Puluhan Warga yang tidak Pakai Masker Disanksi Bersih-bersih Terminal Pasar Kendal

Puluhan Warga yang tidak Pakai Masker Disanksi Bersih-bersih Terminal Pasar Kendal

0
83

Puluhan warga terjaring razia masker yang dilakukan oleh Tim Gabungan Tugas Gugus Penanganan Pencegahan Covid 19 di Kota Kendal, Sabtu (4/7/2020) malam. Ada empat titik sasaran razia masker yakni Alun-alun Kendal, Stadion Utama, Taman Klorofil dan Taman Gajahmada. 

Petugas yang terdiri dari  Kesbangpol, polisi, TNI, Satpol PP dan Dinas Perhubungan tidak hanya merazia warga yang tidak membawa masker, tetapi juga yang membawa masker, namun tidak dipakai. Mereka yang kena razia dibawa ke Polsek Kota Kendal untuk didata. Selanjutnya mereka dibawa ke Terminal Pasar Kendal dengan mengenakan rompi untuk menjalani sanksi sosial. 

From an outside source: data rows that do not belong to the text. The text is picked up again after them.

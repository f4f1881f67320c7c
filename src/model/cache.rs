//! File-backed cache-aside store for catalog data
//!
//! One generic utility replaces a hand-written hook per resource: give it a
//! key, a freshness window and a fetcher.

use std::fmt::Display;
use std::future::Future;
use std::path::{Path, PathBuf};

use anyhow::Result;
use chrono::{DateTime, Duration, Utc};
use serde::{Deserialize, Serialize, de::DeserializeOwned};

/// Cached payload plus the time it was fetched
#[derive(Clone, Debug, Serialize, Deserialize)]
pub struct CacheEntry<T> {
    pub data: T,
    pub timestamp: DateTime<Utc>,
}

impl<T> CacheEntry<T> {
    pub fn is_fresh(&self, freshness: Duration, now: DateTime<Utc>) -> bool {
        now.signed_duration_since(self.timestamp) <= freshness
    }
}

/// Where a `fetch_cached` result came from
#[derive(Clone, Debug, PartialEq)]
pub enum DataSource {
    Cache,
    Network,
    /// Fetch failed, cached value served instead
    CacheFallback { error: String },
}

#[derive(Clone, Debug)]
pub struct FetchOutcome<T> {
    pub data: T,
    pub source: DataSource,
}

#[derive(Clone, Debug)]
pub struct LocalCache {
    dir: PathBuf,
}

impl LocalCache {
    pub fn new(dir: impl Into<PathBuf>) -> Self {
        Self { dir: dir.into() }
    }

    pub fn dir(&self) -> &Path {
        &self.dir
    }

    fn path_for(&self, key: &str) -> PathBuf {
        let file_name: String = key
            .chars()
            .map(|c| if c.is_ascii_alphanumeric() || c == '-' || c == '_' { c } else { '_' })
            .collect();
        self.dir.join(format!("{}.json", file_name))
    }

    pub async fn load<T: DeserializeOwned>(&self, key: &str) -> Option<CacheEntry<T>> {
        let path = self.path_for(key);
        let content = tokio::fs::read_to_string(&path).await.ok()?;
        match serde_json::from_str(&content) {
            Ok(entry) => Some(entry),
            Err(e) => {
                tracing::warn!(key, error = %e, "Discarding unreadable cache entry");
                None
            }
        }
    }

    pub async fn store<T: Serialize>(&self, key: &str, data: &T, timestamp: DateTime<Utc>) -> Result<()> {
        tokio::fs::create_dir_all(&self.dir).await?;
        let entry = CacheEntry { data, timestamp };
        let content = serde_json::to_string(&entry)?;
        tokio::fs::write(self.path_for(key), content).await?;
        Ok(())
    }

    /// Drop an entry. A missing entry is not an error.
    pub async fn remove(&self, key: &str) {
        match tokio::fs::remove_file(self.path_for(key)).await {
            Ok(()) => tracing::debug!(key, "Cache entry removed"),
            Err(e) if e.kind() == std::io::ErrorKind::NotFound => {}
            Err(e) => tracing::warn!(key, error = %e, "Failed to remove cache entry"),
        }
    }
}

/// Cache-aside read.
///
/// A fresh entry is returned without calling `fetcher` unless `force` is set.
/// A failed fetch falls back to an entry still inside its freshness window.
pub async fn fetch_cached<T, E, F, Fut>(
    cache: &LocalCache,
    key: &str,
    freshness: Duration,
    force: bool,
    fetcher: F,
) -> Result<FetchOutcome<T>, E>
where
    T: Serialize + DeserializeOwned,
    E: Display,
    F: FnOnce() -> Fut,
    Fut: Future<Output = Result<T, E>>,
{
    let cached = cache.load::<T>(key).await;
    let fresh = cached.filter(|entry| entry.is_fresh(freshness, Utc::now()));

    let fresh = match fresh {
        Some(entry) if !force => {
            tracing::debug!(key, fetched_at = %entry.timestamp, "Serving from cache");
            return Ok(FetchOutcome {
                data: entry.data,
                source: DataSource::Cache,
            });
        }
        other => other,
    };

    match fetcher().await {
        Ok(data) => {
            if let Err(e) = cache.store(key, &data, Utc::now()).await {
                tracing::warn!(key, error = %e, "Failed to write cache entry");
            }
            Ok(FetchOutcome {
                data,
                source: DataSource::Network,
            })
        }
        Err(e) => match fresh {
            Some(entry) => {
                tracing::warn!(key, error = %e, "Fetch failed, falling back to cache");
                Ok(FetchOutcome {
                    data: entry.data,
                    source: DataSource::CacheFallback { error: e.to_string() },
                })
            }
            None => {
                tracing::error!(key, error = %e, "Fetch failed with no usable cache");
                Err(e)
            }
        },
    }
}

Tidak pandang bulu, mereka yang dirazia, tidak hanya kalangan remaja, tetapi juga bapak-bapak dan ibu-ibu. Bahkan orang tua bersama anak yang tidak memakai masker pun tetap dirazia.

Kepala Satpol PP dan Pemadam Kebakaran ( Satpolkar) Kendal, Toni Ari Wibowo yang didampingi Puji Sumaryono, Kasi Kebangsaan dan Kewaspadaan Kesbangpol Kendal mengatakan, bahwa mulai 1 Juli 2020 sudah diberlakukan sanksi sosial bagi warga yang melanggar Peraturan Bupati (Perbup) Kendal Nomor 51 Tahun 2020 tentang Kewajiban Menggunakan Masker dan menjaga Jarak (Pisicial Distancing). Sanksi mulai diberlakukan, karena sosialisasi Perbup ini dirasa sudah cukup sekitar satu minggu. “Mulai malam ini bagi yang melanggar peraturan langsung diberi sanksi sekaligus pembinaan, mereka didata KTP- nya, kemudian dikumpulkan untuk menjalani sanksi berupa kerja sosial,” katanya.

Waka Polres Kendal, Kompol Sumiarta mengatakan, bahwa razia yang dilakukan sekitar dua jam mendapatkan 83 orang, yaitu yang terbanyak di Alun-alun Kendal sebanyak 60 orang dan di tempat lainnya 23 orang. Sementara sanksi yang diberikan hanya membersihkan lingkungan dan menyanyikan lagu Indonesia Raya. “Malam ini yang pertama kalinya dilakukan penindakan sanksi sosial bagi warga yang tidak menaati peraturan yaitu yang tidak membawa masker diberi sanksi bersih-bersih lingkungan dan mencabut rumput. Harapannya, masyarakat bisa memahami aturan ini dan ada efek jera dan tidak dilakukan oleh masyarakat lain,” katanya. 

Riyan (19th) warga Brangsong mengatakan, dirinya sudah mengetahui adanya peraturan wajib memakai masker. Namun ia mengaku lupa tidak membawa masker. “Sudah tahu kalau tidak memasker akan diberi sanksi, tapi saya lupa tidak membawa masker,” ujarnya.